Paying for care home fees

53 replies

RainbowCookie · 07/02/2018 15:45

Hi hoping someone knows more on this as the advice is very conflicting.

My Dad has gone downhill rapidly, he’s currently in hospital with little cognition, he’s unable to hold a conversation or be understood. He is doubly incontinent and unable to walk or stand.

Drs have recommended a care home due to high needs. However my parents have a fair amount of savings so would have to self fund. I understand that he will have to use all his savings and half his joint savings to pay for care, however this will only last 18 months or so and his illness is not terminal he could be there for years.

The social worker said when the savings run out, as my parents own a house together they will have to do equity release on 50% of the house value and use that money before the council will fund anything.

My Mum is terrified of equity release, this will essentially trap her in her home as if she ever sells she’ll have to pay off the equity release (I guess the interest will mount up as well so she could end up with very little). She won’t be able to downsize as flats are only a little cheaper than the cost of her 3 bed.

So my Dad is moving home, Mum is getting a hospital bed and a hoist in the lounge. I’m very worried how she’ll cope. She is going to get carers in twice a day, but she’ll be trapped in the house mostly. I live a 12 hour flight away so can’t help on a regular basis.

Has anyone been through this with self funding care, there has to be a solution that doesn’t involve my Mum getting into debt or killing herself being a carer for someone who should be in a nursing home.

Thanks very much

OP posts:
retirednow · 07/02/2018 20:15

Oh dear I am sorry you are in this situation.
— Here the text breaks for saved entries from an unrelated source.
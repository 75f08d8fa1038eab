//! Key-based partitioner: hash a key, pick a lane, submit.
//!
//! A [`Partitioner`] owns a fixed table of [`Partition`] lanes built at
//! construction. Typed callers obtain a [`TypedPartitioner<T>`] by supplying a
//! key provider for `T`; every typed front shares the same untyped routing
//! core, so hashing and selection exist exactly once.

use std::future::Future;
use std::marker::PhantomData;
use std::num::NonZeroU32;
use std::sync::Arc;
use std::time::Duration;

use futures_util::future::join_all;
use keyroute_core::{partition_for_key, HashGenerator, PartitionerProbe};
use tokio::runtime::Handle;
use tokio_util::sync::CancellationToken;
use tracing::{info, trace, warn};
use uuid::Uuid;

use crate::config::PartitionerConfig;
use crate::error::{PartitionError, Result};
use crate::partition::{Completion, Partition};

// ---------------------------------------------------------------------------
// PartitionKeyProvider
// ---------------------------------------------------------------------------

/// Extracts the routing key from a work item.
///
/// Must be pure and deterministic for the lifetime of the typed front that
/// uses it. Returning `None` (or an empty key) rejects the item with
/// `PartitionError::InvalidKey`.
pub trait PartitionKeyProvider<T>: Send + Sync {
    fn partition_key(&self, item: &T) -> Option<Vec<u8>>;
}

impl<T, F> PartitionKeyProvider<T> for F
where
    F: Fn(&T) -> Option<Vec<u8>> + Send + Sync,
{
    fn partition_key(&self, item: &T) -> Option<Vec<u8>> {
        self(item)
    }
}

// ---------------------------------------------------------------------------
// Partitioner
// ---------------------------------------------------------------------------

struct PartitionerInner {
    id: String,
    partition_count: NonZeroU32,
    partitions: Box<[Partition]>,
    hash: Arc<dyn HashGenerator>,
}

/// Routes keyed work to a fixed set of sequential lanes.
///
/// Cloning is cheap and yields a handle to the same lanes. Routing is a pure
/// function of the key and the fixed partition table, so it takes no locks.
///
/// Routing after [`shutdown`](Self::shutdown) is a caller error; it is
/// reported as `PartitionError::PartitionClosed`.
#[derive(Clone)]
pub struct Partitioner {
    inner: Arc<PartitionerInner>,
}

impl Partitioner {
    /// Create a partitioner with `partition_count` lanes.
    ///
    /// Lane workers are spawned on the current tokio runtime.
    ///
    /// # Errors
    ///
    /// Returns `PartitionError::InvalidConfiguration` if `partition_count` is
    /// 0 or if called outside a tokio runtime.
    pub fn new<H>(partition_count: u32, hash: H) -> Result<Self>
    where
        H: HashGenerator + 'static,
    {
        Self::with_generator(partition_count, Arc::new(hash))
    }

    /// Create a partitioner from a [`PartitionerConfig`].
    ///
    /// # Errors
    ///
    /// Same as [`Partitioner::new`].
    pub fn from_config(config: &PartitionerConfig) -> Result<Self> {
        config.validate()?;
        Self::with_generator(config.partition_count, config.hash_generator())
    }

    fn with_generator(partition_count: u32, hash: Arc<dyn HashGenerator>) -> Result<Self> {
        let count = NonZeroU32::new(partition_count).ok_or_else(|| {
            PartitionError::invalid_configuration("partition count must be at least 1")
        })?;
        let runtime = Handle::try_current().map_err(|_| {
            PartitionError::invalid_configuration("partitioner must be created inside a tokio runtime")
        })?;

        let id = Uuid::new_v4().simple().to_string();
        let partitions = (0..partition_count)
            .map(|index| Partition::spawn(index, &id, &runtime))
            .collect::<Box<[_]>>();

        info!(
            partitioner = %id,
            partition_count,
            hash = hash.name(),
            "partitioner started"
        );

        Ok(Self {
            inner: Arc::new(PartitionerInner {
                id,
                partition_count: count,
                partitions,
                hash,
            }),
        })
    }

    /// Opaque identity, generated once at construction.
    #[must_use]
    pub fn id(&self) -> &str {
        &self.inner.id
    }

    #[must_use]
    pub fn partition_count(&self) -> u32 {
        self.inner.partition_count.get()
    }

    /// The lane at `index`, if it exists.
    #[must_use]
    pub fn partition(&self, index: u32) -> Option<&Partition> {
        self.inner.partitions.get(index as usize)
    }

    /// Bind a key provider for items of type `T`.
    ///
    /// The provider is not validated eagerly; bad keys surface at send time.
    #[must_use]
    pub fn typed<T, P>(&self, key_provider: P) -> TypedPartitioner<T>
    where
        T: Send + 'static,
        P: PartitionKeyProvider<T> + 'static,
    {
        TypedPartitioner {
            partitioner: self.clone(),
            key_provider: Arc::new(key_provider),
            _item: PhantomData,
        }
    }

    /// The partition a key routes to.
    ///
    /// # Errors
    ///
    /// Returns `PartitionError::InvalidKey` if `key` is empty.
    pub fn partition_for(&self, key: &[u8]) -> Result<u32> {
        if key.is_empty() {
            return Err(PartitionError::InvalidKey);
        }
        Ok(partition_for_key(
            &*self.inner.hash,
            key,
            self.inner.partition_count,
        ))
    }

    /// Hash `key`, select its lane and submit the item there.
    ///
    /// The lane's completion (or submit error) is returned unchanged.
    pub(crate) fn route<T, F, Fut, R, E>(
        &self,
        key: &[u8],
        item: T,
        continuation: F,
    ) -> Result<Completion<R>>
    where
        T: Send + 'static,
        F: FnOnce(T) -> Fut + Send + 'static,
        Fut: Future<Output = std::result::Result<R, E>> + Send + 'static,
        R: Send + 'static,
        E: Into<anyhow::Error> + Send + 'static,
    {
        let partition_id = self.partition_for(key)?;
        trace!(partitioner = %self.inner.id, partition = partition_id, "routing item");
        self.inner.partitions[partition_id as usize].submit(item, continuation)
    }

    /// Structured report of identity, partition count and every lane.
    #[must_use]
    pub fn probe(&self) -> PartitionerProbe {
        PartitionerProbe {
            id: self.inner.id.clone(),
            partition_count: self.partition_count(),
            hash: self.inner.hash.name().to_string(),
            partitions: self.inner.partitions.iter().map(Partition::probe).collect(),
        }
    }

    /// Drain and close every lane concurrently.
    ///
    /// Completes once all lanes have drained. Lanes that finish before
    /// `cancel` fires stay shut down; the rest keep draining in the background.
    ///
    /// # Errors
    ///
    /// Returns `PartitionError::ShutdownAborted` listing every lane that had
    /// not drained when `cancel` fired.
    pub async fn shutdown(&self, cancel: CancellationToken) -> Result<()> {
        info!(partitioner = %self.inner.id, "partitioner shutting down");

        let results = join_all(
            self.inner
                .partitions
                .iter()
                .map(|partition| partition.shutdown(cancel.clone())),
        )
        .await;

        let mut aborted = Vec::new();
        for result in results {
            match result {
                Ok(()) => {}
                Err(PartitionError::ShutdownAborted { partitions }) => aborted.extend(partitions),
                // Partition::shutdown only fails with ShutdownAborted today.
                Err(other) => return Err(other),
            }
        }

        if aborted.is_empty() {
            info!(partitioner = %self.inner.id, "partitioner stopped");
            Ok(())
        } else {
            warn!(
                partitioner = %self.inner.id,
                partitions = ?aborted,
                "partitioner shutdown aborted"
            );
            Err(PartitionError::ShutdownAborted {
                partitions: aborted,
            })
        }
    }

    /// [`shutdown`](Self::shutdown) with a deadline instead of a token.
    ///
    /// # Errors
    ///
    /// Returns `PartitionError::ShutdownAborted` if the deadline elapsed
    /// before every lane drained.
    pub async fn shutdown_timeout(&self, timeout: Duration) -> Result<()> {
        let cancel = CancellationToken::new();
        let shutdown = self.shutdown(cancel.clone());
        tokio::pin!(shutdown);

        tokio::select! {
            result = &mut shutdown => return result,
            () = tokio::time::sleep(timeout) => cancel.cancel(),
        }
        shutdown.await
    }
}

impl std::fmt::Debug for Partitioner {
    fn fmt(&self, f: &mut std::fmt::Formatter<'_>) -> std::fmt::Result {
        f.debug_struct("Partitioner")
            .field("id", &self.inner.id)
            .field("partition_count", &self.inner.partition_count)
            .field("hash", &self.inner.hash.name())
            .finish_non_exhaustive()
    }
}

// ---------------------------------------------------------------------------
// TypedPartitioner
// ---------------------------------------------------------------------------

/// Per-type front over a [`Partitioner`].
///
/// Owns no state or lifecycle of its own: probe and shutdown forward to the
/// owning partitioner.
pub struct TypedPartitioner<T> {
    partitioner: Partitioner,
    key_provider: Arc<dyn PartitionKeyProvider<T>>,
    _item: PhantomData<fn(T)>,
}

impl<T: Send + 'static> TypedPartitioner<T> {
    /// Extract the item's key and submit it to the selected lane.
    ///
    /// # Errors
    ///
    /// Returns `PartitionError::InvalidKey` if the provider yields no key or an
    /// empty one (no lane is touched), or `PartitionError::PartitionClosed`
    /// after shutdown.
    pub fn send<F, Fut, R, E>(&self, item: T, continuation: F) -> Result<Completion<R>>
    where
        F: FnOnce(T) -> Fut + Send + 'static,
        Fut: Future<Output = std::result::Result<R, E>> + Send + 'static,
        R: Send + 'static,
        E: Into<anyhow::Error> + Send + 'static,
    {
        let key = self
            .key_provider
            .partition_key(&item)
            .filter(|key| !key.is_empty())
            .ok_or(PartitionError::InvalidKey)?;
        self.partitioner.route(&key, item, continuation)
    }

    #[must_use]
    pub fn partitioner(&self) -> &Partitioner {
        &self.partitioner
    }

    #[must_use]
    pub fn probe(&self) -> PartitionerProbe {
        self.partitioner.probe()
    }

    /// Forwards to [`Partitioner::shutdown`].
    ///
    /// # Errors
    ///
    /// See [`Partitioner::shutdown`].
    pub async fn shutdown(&self, cancel: CancellationToken) -> Result<()> {
        self.partitioner.shutdown(cancel).await
    }

    /// Forwards to [`Partitioner::shutdown_timeout`].
    ///
    /// # Errors
    ///
    /// See [`Partitioner::shutdown_timeout`].
    pub async fn shutdown_timeout(&self, timeout: Duration) -> Result<()> {
        self.partitioner.shutdown_timeout(timeout).await
    }
}

impl<T> Clone for TypedPartitioner<T> {
    fn clone(&self) -> Self {
        Self {
            partitioner: self.partitioner.clone(),
            key_provider: Arc::clone(&self.key_provider),
            _item: PhantomData,
        }
    }
}

impl<T> std::fmt::Debug for TypedPartitioner<T> {
    fn fmt(&self, f: &mut std::fmt::Formatter<'_>) -> std::fmt::Result {
        f.debug_struct("TypedPartitioner")
            .field("partitioner", &self.partitioner)
            .field("item", &std::any::type_name::<T>())
            .finish_non_exhaustive()
    }
}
Firstly you dad must have a needs assessment done before he goes home, this is available to everyone with no charge. That will determine what equipment and level of care he will need if he does go home. He will also need a capacity assessment and your mum should apply for power of attorney if your dad still has capacity. If he doesnt then the social worker or discharge team will need to ensure all his,care is given in his interests and that he is safe to go home. Your mum can apply for,attendance allowance for dad and carers allowance for herself. The occupational therapist should visit the house to make sure its a safe environment and arrange equipment, you will need more,than a hospital bed and hoist . The carer manager should assess to your mum and dad to make sure they can look after him properly and that they are trained to use the hoist. Even if he is self funding he may be entitled to a few weeks care in an interim bed until the house is ready, ask the discharge team. I'm not sure about the equity release, this is something mum should check with age uk. Looking after someone at,home can be extremely difficult and your mum really needs to speak with the doctors and discharfemtea, she can ask for a full assessment and a best interests meeting.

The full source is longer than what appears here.